The Competition Commission recently ruled that lenders must stop selling Payment Protection Insurance (PPI) alongside loans after years of hard-selling techniques that raked in billions on insurance cover that often cannot be claimed on.
Along with reclaiming unfair bank charges, consumers are now thronging to get compensation for mis-sold loans and credit cards.
Ironically, one of the hard-selling techniques of flogging PPI to unsuspecting consumers includes making the sale of PPI a condition of the loan and failing to inform the borrower. If this is the case the loan potentially becomes unenforceable in a court of law. If the borrower did not request PPI and the Consumer Credit Agreement contains a computer generated tick in the box for PPI instead of a hand ticked box – the law presumes that the borrower was not informed of the inclusion of the insurance and the entire loan might be written off.
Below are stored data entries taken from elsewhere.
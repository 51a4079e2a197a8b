//! A small seeded planning world for tests.

use std::sync::Arc;

use chrono::NaiveDate;

use scn_types::{
    AssignmentDraft, AssignmentKey, AssignmentValue, CatalogEntry, NewScenario, Person, PersonId,
    Phase, PhaseDraft, PhaseId, PhaseKey, PhaseValue, Project, ProjectId, Role, RoleId, Scenario,
    ScenarioAssignment, ScenarioId, ScenarioPhaseTimeline,
};

use crate::error::StoreResult;
use crate::memory::InMemoryScenarioStore;
use crate::traits::ScenarioStore;

pub fn date(y: i32, m: u32, d: u32) -> NaiveDate {
    NaiveDate::from_ymd_opt(y, m, d).expect("valid fixture date")
}

/// An in-memory store with two projects, two people, two roles, two phase
/// kinds, and a baseline scenario.
pub struct Fixture {
    pub store: Arc<InMemoryScenarioStore>,
    pub baseline: Scenario,
    pub apollo: ProjectId,
    pub zeus: ProjectId,
    pub alice: PersonId,
    pub bob: PersonId,
    pub engineer: RoleId,
    pub designer: RoleId,
    pub discovery: PhaseId,
    pub build: PhaseId,
}

impl Fixture {
    pub fn new() -> Self {
        let store = Arc::new(InMemoryScenarioStore::new());
        let apollo = Project {
            id: ProjectId::new(),
            name: "Apollo".into(),
            priority: 1,
            aspiration_start: Some(date(2025, 1, 1)),
            aspiration_finish: Some(date(2025, 6, 30)),
        };
        let zeus = Project {
            id: ProjectId::new(),
            name: "Zeus".into(),
            priority: 2,
            aspiration_start: Some(date(2025, 3, 1)),
            aspiration_finish: Some(date(2025, 12, 31)),
        };
        let alice = Person { id: PersonId::new(), name: "Alice".into() };
        let bob = Person { id: PersonId::new(), name: "Bob".into() };
        let engineer = Role { id: RoleId::new(), name: "Engineer".into() };
        let designer = Role { id: RoleId::new(), name: "Designer".into() };
        let discovery = Phase { id: PhaseId::new(), name: "Discovery".into() };
        let build = Phase { id: PhaseId::new(), name: "Build".into() };

        let ids = (
            apollo.id, zeus.id, alice.id, bob.id, engineer.id, designer.id, discovery.id,
            build.id,
        );
        for entry in [
            CatalogEntry::Project(apollo),
            CatalogEntry::Project(zeus),
            CatalogEntry::Person(alice),
            CatalogEntry::Person(bob),
            CatalogEntry::Role(engineer),
            CatalogEntry::Role(designer),
            CatalogEntry::Phase(discovery),
            CatalogEntry::Phase(build),
        ] {
            store.register(entry).expect("register fixture catalog");
        }
        let baseline = store
            .create_scenario(NewScenario::baseline("Plan of Record"))
            .expect("create baseline");

        Self {
            store,
            baseline,
            apollo: ids.0,
            zeus: ids.1,
            alice: ids.2,
            bob: ids.3,
            engineer: ids.4,
            designer: ids.5,
            discovery: ids.6,
            build: ids.7,
        }
    }

    /// Branch off `parent`.
    pub fn branch(&self, name: &str, parent: ScenarioId) -> Scenario {
        self.store
            .create_scenario(NewScenario::branch(name, parent))
            .expect("create branch")
    }

    pub fn key(&self, project: ProjectId, person: PersonId, role: RoleId) -> AssignmentKey {
        AssignmentKey {
            project_id: project,
            person_id: person,
            role_id: role,
        }
    }

    /// Alice as an engineer on Apollo.
    pub fn alice_on_apollo(&self) -> AssignmentKey {
        self.key(self.apollo, self.alice, self.engineer)
    }

    /// Bob as a designer on Zeus.
    pub fn bob_on_zeus(&self) -> AssignmentKey {
        self.key(self.zeus, self.bob, self.designer)
    }

    /// Upsert a fixed-date assignment for the first quarter of 2025.
    pub fn assign(
        &self,
        scenario: ScenarioId,
        key: AssignmentKey,
        pct: f64,
    ) -> StoreResult<ScenarioAssignment> {
        self.store.upsert_assignment(
            &scenario,
            AssignmentDraft {
                key,
                value: AssignmentValue::fixed(pct, date(2025, 1, 1), date(2025, 3, 31)),
            },
        )
    }

    /// Upsert a phase timeline on Apollo.
    pub fn timeline(
        &self,
        scenario: ScenarioId,
        phase: PhaseId,
        value: PhaseValue,
    ) -> StoreResult<ScenarioPhaseTimeline> {
        self.store.upsert_phase_timeline(
            &scenario,
            PhaseDraft {
                key: PhaseKey {
                    project_id: self.apollo,
                    phase_id: phase,
                },
                value,
            },
        )
    }

    /// Allocation of `key` in `scenario`, if assigned.
    pub fn allocation(&self, scenario: ScenarioId, key: &AssignmentKey) -> Option<f64> {
        self.store
            .snapshot(&scenario)
            .ok()?
            .assignment(key)
            .map(|a| a.allocation_percentage)
    }
}

impl Default for Fixture {
    fn default() -> Self {
        Self::new()
    }
}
Barclays is trying to challenge the ban on the lucrative sale of the infamous personal protection insurance and along with all the other lenders, the bank is trying to claw back money they are losing by other equally questionable means.
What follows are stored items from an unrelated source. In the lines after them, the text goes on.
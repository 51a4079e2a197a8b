//! Error types for the diff crate.

use scn_types::ScenarioId;

/// Errors that can occur during diff operations.
#[derive(Debug, Clone, PartialEq, thiserror::Error)]
pub enum DiffError {
    /// A merge diff was requested against a scenario that is not the
    /// source's parent.
    #[error("scenario {child} is not a child of {target}")]
    NotParent {
        child: ScenarioId,
        target: ScenarioId,
    },

    /// Stored data is missing something every branch must have.
    #[error("consistency violation: {0}")]
    Consistency(String),

    /// Store operation failed.
    #[error("store error: {0}")]
    Store(#[from] scn_store::StoreError),
}

/// Convenience alias for diff results.
pub type DiffResult<T> = Result<T, DiffError>;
Banks are looking at every way they can to make money out of lending money, and one of the most obvious ways is to raise APR rates on personal loans. They are now predicted to settle at a whopping 10% by summer.
A year ago, when base rate was 5.25%, a £7,000 loan typically cost 6.9% – a difference of only 1.65%. Now with base rate a mere 0.5%, the cheapest rates for the same-size loan average around 8.5% making an eye-watering margin of 8%.
If the banks will stop at nothing to make money out of us, we should feel able to turn around and fight them at their own game and challenge whether they have sold us an unenforceable credit card or loan.